TASK BRIEF: All of the data must be returned word for word.

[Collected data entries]
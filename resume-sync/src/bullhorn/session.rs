use reqwest::Client;
use serde::Deserialize;
use std::fmt;
use tracing::{info, instrument, warn};

use super::oauth::{self, Credentials, Grant, TokenResponse};
use crate::config::BullhornConfig;
use crate::upstream::{self, Result, UpstreamError};

const LOGIN_REQUEST: &str = "Bullhorn login";
const MAX_LOGIN_ATTEMPTS: u32 = 2;

/// A Bullhorn REST session: the `BhRestToken` and the per-session REST base URL.
#[derive(Clone, PartialEq, Eq)]
pub struct Session {
    pub rest_token: String,
    pub rest_url: String,
}

impl fmt::Debug for Session {
    fn fmt(&self, f: &mut fmt::Formatter<'_>) -> fmt::Result {
        f.debug_struct("Session")
            .field("rest_token", &"<redacted>")
            .field("rest_url", &self.rest_url)
            .finish()
    }
}

impl Session {
    /// Both members must be present before any REST call.
    pub fn ensure_valid(&self) -> Result<()> {
        if self.rest_token.is_empty() || self.rest_url.is_empty() {
            return Err(UpstreamError::MissingSession);
        }
        Ok(())
    }

    /// `{rest_url}/{path}`; `rest_url` usually already ends in a slash.
    pub fn endpoint(&self, path: &str) -> String {
        format!("{}/{}", self.rest_url.trim_end_matches('/'), path.trim_start_matches('/'))
    }
}

#[derive(Debug, Deserialize)]
struct LoginResponse {
    #[serde(rename = "BhRestToken", default)]
    bh_rest_token: Option<String>,
    #[serde(rename = "restUrl", default)]
    rest_url: Option<String>,
}

/// Acquires Bullhorn sessions from the configured OAuth credentials.
#[derive(Clone)]
pub struct SessionManager {
    http: Client,
    no_redirect: Client,
    config: BullhornConfig,
}

impl SessionManager {
    /// `no_redirect` is used only for the headless authorize walk and must not follow redirects.
    pub fn new(http: Client, no_redirect: Client, config: BullhornConfig) -> Self {
        Self {
            http,
            no_redirect,
            config,
        }
    }

    /// A fresh session. A 401/403 from the login call restarts the whole acquisition, once.
    #[instrument(skip(self), err)]
    pub async fn acquire_session(&self) -> Result<Session> {
        let mut attempt = 1;
        loop {
            let access_token = self.access_token().await?;
            match self.login(&access_token).await {
                Err(e) if e.is_auth_failure() && attempt < MAX_LOGIN_ATTEMPTS => {
                    warn!(attempt, status = ?e.status(), "Bullhorn login rejected, acquiring a new session");
                    attempt += 1;
                }
                result => return result,
            }
        }
    }

    /// One refresh-token exchange, without the authorization-code fallback or login.
    pub async fn exchange_refresh_token(&self) -> Result<TokenResponse> {
        let credentials = Credentials::from_config(&self.config)?;
        oauth::exchange_token(
            &self.http,
            &self.config,
            &credentials,
            Grant::RefreshToken(credentials.refresh_token),
        )
        .await
    }

    async fn access_token(&self) -> Result<String> {
        let credentials = Credentials::from_config(&self.config)?;

        let token = match oauth::exchange_token(
            &self.http,
            &self.config,
            &credentials,
            Grant::RefreshToken(credentials.refresh_token),
        )
        .await
        {
            Ok(token) => token,
            Err(e) if e.oauth_error().as_deref() == Some("invalid_grant") => {
                let Some((username, password)) = self.config.fallback_login() else {
                    return Err(e);
                };
                warn!("Bullhorn refresh token rejected (invalid_grant), falling back to headless login");
                let code =
                    oauth::authorize_headless(&self.no_redirect, &self.config, credentials.client_id, username, password)
                        .await?;
                oauth::exchange_token(&self.http, &self.config, &credentials, Grant::AuthorizationCode(&code)).await?
            }
            Err(e) => return Err(e),
        };

        if let Some(rotated) = token.refresh_token.as_deref()
            && !rotated.is_empty()
            && rotated != credentials.refresh_token
        {
            warn!("Bullhorn refresh token rotated. Update BULLHORN_REFRESH_TOKEN to avoid auth failures.");
        }

        token
            .access_token
            .filter(|t| !t.is_empty())
            .ok_or_else(|| UpstreamError::InvalidResponse {
                operation: "Bullhorn token request",
                message: "missing access_token".to_string(),
            })
    }

    async fn login(&self, access_token: &str) -> Result<Session> {
        let request = self
            .http
            .get(self.config.login_url())
            .query(&[("version", "*"), ("access_token", access_token)]);
        let response = upstream::send(request, LOGIN_REQUEST).await?;
        let login: LoginResponse = upstream::json(response, LOGIN_REQUEST).await?;

        match (login.bh_rest_token, login.rest_url) {
            (Some(rest_token), Some(rest_url)) if !rest_token.is_empty() && !rest_url.is_empty() => {
                info!(rest_url = %rest_url, "Acquired Bullhorn session");
                Ok(Session { rest_token, rest_url })
            }
            _ => Err(UpstreamError::InvalidResponse {
                operation: LOGIN_REQUEST,
                message: "missing BhRestToken or restUrl".to_string(),
            }),
        }
    }
}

SOLUTION:
filename resume-sync/src/bullhorn/session.rs
use reqwest::Client;
use serde::Deserialize;
use std::fmt;
use tracing::{info, instrument, warn};

use super::oauth::{self, Credentials, Grant, TokenResponse};
use crate::config::BullhornConfig;
use crate::upstream::{self, Result, UpstreamError};

const LOGIN_REQUEST: &str = "Bullhorn login";
const MAX_LOGIN_ATTEMPTS: u32 = 2;

/// A Bullhorn REST session: the `BhRestToken` and the per-session REST base URL.
#[derive(Clone, PartialEq, Eq)]
pub struct Session {
    pub rest_token: String,
    pub rest_url: String,
}

impl fmt::Debug for Session {
    fn fmt(&self, f: &mut fmt::Formatter<'_>) -> fmt::Result {
        f.debug_struct("Session")
            .field("rest_token", &"<redacted>")
            .field("rest_url", &self.rest_url)
            .finish()
    }
}

impl Session {
    /// Both members must be present before any REST call.
    pub fn ensure_valid(&self) -> Result<()> {
        if self.rest_token.is_empty() || self.rest_url.is_empty() {
            return Err(UpstreamError::MissingSession);
        }
        Ok(())
    }

    /// `{rest_url}/{path}`; `rest_url` usually already ends in a slash.
    pub fn endpoint(&self, path: &str) -> String {
        format!("{}/{}", self.rest_url.trim_end_matches('/'), path.trim_start_matches('/'))
    }
}

#[derive(Debug, Deserialize)]
struct LoginResponse {
    #[serde(rename = "BhRestToken", default)]
    bh_rest_token: Option<String>,
    #[serde(rename = "restUrl", default)]
    rest_url: Option<String>,
}

/// Acquires Bullhorn sessions from the configured OAuth credentials.
#[derive(Clone)]
pub struct SessionManager {
    http: Client,
    no_redirect: Client,
    config: BullhornConfig,
}

impl SessionManager {
    /// `no_redirect` is used only for the headless authorize walk and must not follow redirects.
    pub fn new(http: Client, no_redirect: Client, config: BullhornConfig) -> Self {
        Self {
            http,
            no_redirect,
            config,
        }
    }

    /// A fresh session. A 401/403 from the login call restarts the whole acquisition, once.
    #[instrument(skip(self), err)]
    pub async fn acquire_session(&self) -> Result<Session> {
        let mut attempt = 1;
        loop {
            let access_token = self.access_token().await?;
            match self.login(&access_token).await {
                Err(e) if e.is_auth_failure() && attempt < MAX_LOGIN_ATTEMPTS => {
                    warn!(attempt, status = ?e.status(), "Bullhorn login rejected, acquiring a new session");
                    attempt += 1;
                }
                result => return result,
            }
        }
    }

    /// One refresh-token exchange, without the authorization-code fallback or login.
    pub async fn exchange_refresh_token(&self) -> Result<TokenResponse> {
        let credentials = Credentials::from_config(&self.config)?;
        oauth::exchange_token(
            &self.http,
            &self.config,
            &credentials,
            Grant::RefreshToken(credentials.refresh_token),
        )
        .await
    }

    async fn access_token(&self) -> Result<String> {
        let credentials = Credentials::from_config(&self.config)?;

        let token = match oauth::exchange_token(
            &self.http,
            &self.config,
            &credentials,
            Grant::RefreshToken(credentials.refresh_token),
        )
        .await
        {
            Ok(token) => token,
            Err(e) if e.oauth_error().as_deref() == Some("invalid_grant") => {
                let Some((username, password)) = self.config.fallback_login() else {
                    return Err(e);
                };
                warn!("Bullhorn refresh token rejected (invalid_grant), falling back to headless login");
                let code =
                    oauth::authorize_headless(&self.no_redirect, &self.config, credentials.client_id, username, password)
                        .await?;
                oauth::exchange_token(&self.http, &self.config, &credentials, Grant::AuthorizationCode(&code)).await?
            }
            Err(e) => return Err(e),
        };

        if let Some(rotated) = token.refresh_token.as_deref()
            && !rotated.is_empty()
            && rotated != credentials.refresh_token
        {
            warn!("Bullhorn refresh token rotated. Update BULLHORN_REFRESH_TOKEN to avoid auth failures.");
        }

        token
            .access_token
            .filter(|t| !t.is_empty())
            .ok_or_else(|| UpstreamError::InvalidResponse {
                operation: "Bullhorn token request",
                message: "missing access_token".to_string(),
            })
    }

    async fn login(&self, access_token: &str) -> Result<Session> {
        let request = self
            .http
            .get(self.config.login_url())
            .query(&[("version", "*"), ("access_token", access_token)]);
        let response = upstream::send(request, LOGIN_REQUEST).await?;
        let login: LoginResponse = upstream::json(response, LOGIN_REQUEST).await?;

        match (login.bh_rest_token, login.rest_url) {
            (Some(rest_token), Some(rest_url)) if !rest_token.is_empty() && !rest_url.is_empty() => {
                info!(rest_url = %rest_url, "Acquired Bullhorn session");
                Ok(Session { rest_token, rest_url })
            }
            _ => Err(UpstreamError::InvalidResponse {
                operation: LOGIN_REQUEST,
                message: "missing BhRestToken or restUrl".to_string(),
            }),
        }
    }
}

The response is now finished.